Color Stability Enhancement of Curcumin Bioplastic Films Using Natural Hybrid Fillers of Montmorillonite and Revalorized Cellulose

Abstract

Naturally colored packaging systems with improved color stability are essential as alternatives to mainstay synthetic colored conventional plastics, which typically present high toxicity and environmental pollution challenges. Herein, we report a versatile all green fabrication process for colored bioplastic films. Curcumin (CUR), a model plant-based colorant, was incorporated with newly developed natural hybrid fillers of montmorillonite (MMT) and biomass waste-recovered cellulose (CEL) for improved color stability performance. The CUR-based hybrid fillers were compounded with polylactic acid (PLA) to fabricate sustainable, colored composite films via hot-melt extrusion. Fourier transform infrared (FTIR), X-ray diffraction (XRD), and thermogravimetric analysis (TGA) results indicated good compatibility between the filler counterparts. Macro- and microstructure analysis of the colored films confirmed the good dispersion of the natural hybrid fillers within the PLA matrix. No change was observed in the thermal properties of the colored films, while dynamic mechanical analysis (DMA) results demonstrated a moderate increase in the films’ elastic modulus, from 870 to 970 MPa.

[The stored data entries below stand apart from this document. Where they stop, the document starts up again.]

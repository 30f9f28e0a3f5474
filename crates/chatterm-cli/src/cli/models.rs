//! `chatterm --list-models`: print the endpoint's model identifiers.

use anyhow::Context as _;

use chatterm_infra::gateway::OpenAiCompatGateway;

/// Print one model id per line, sorted.
pub async fn print_models(gateway: &OpenAiCompatGateway) -> anyhow::Result<()> {
    let mut models = gateway
        .list_models()
        .await
        .with_context(|| format!("failed to list models from {}", gateway.base_url()))?;
    models.sort();

    if models.is_empty() {
        eprintln!("The endpoint returned no models.");
        return Ok(());
    }

    for model in models {
        println!("{model}");
    }
    Ok(())
}
//! Shared domain types for chatterm.
//!
//! This crate contains the conversation model (Turn, Transcript), the
//! chat-completions wire shapes, configuration records, and the error
//! taxonomy used across the workspace.
//!
//! Zero infrastructure dependencies -- only serde, secrecy, thiserror.

pub mod config;
pub mod error;
pub mod transcript;
pub mod wire;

The color entrapment efficiency of the hybrid filler-based films was evaluated through a study of CUR release in ethanol. A sustained CUR release profile reaching around 50% after 48 h was observed in the hybrid filler-based films in contrast to 80% in the PLA–CUR film. This was correlated with the significantly improved color stability of the PLA films containing the hybrid fillers under weathering conditions of UV irradiation, high temperature, and humidity. Over a period of 10 days, the CUR-CEL-MMT-based films had relatively consistent color stability, showing a color shift value (ΔE*) of only 1.1 in comparison to 5.1 for the PLA film containing only CUR.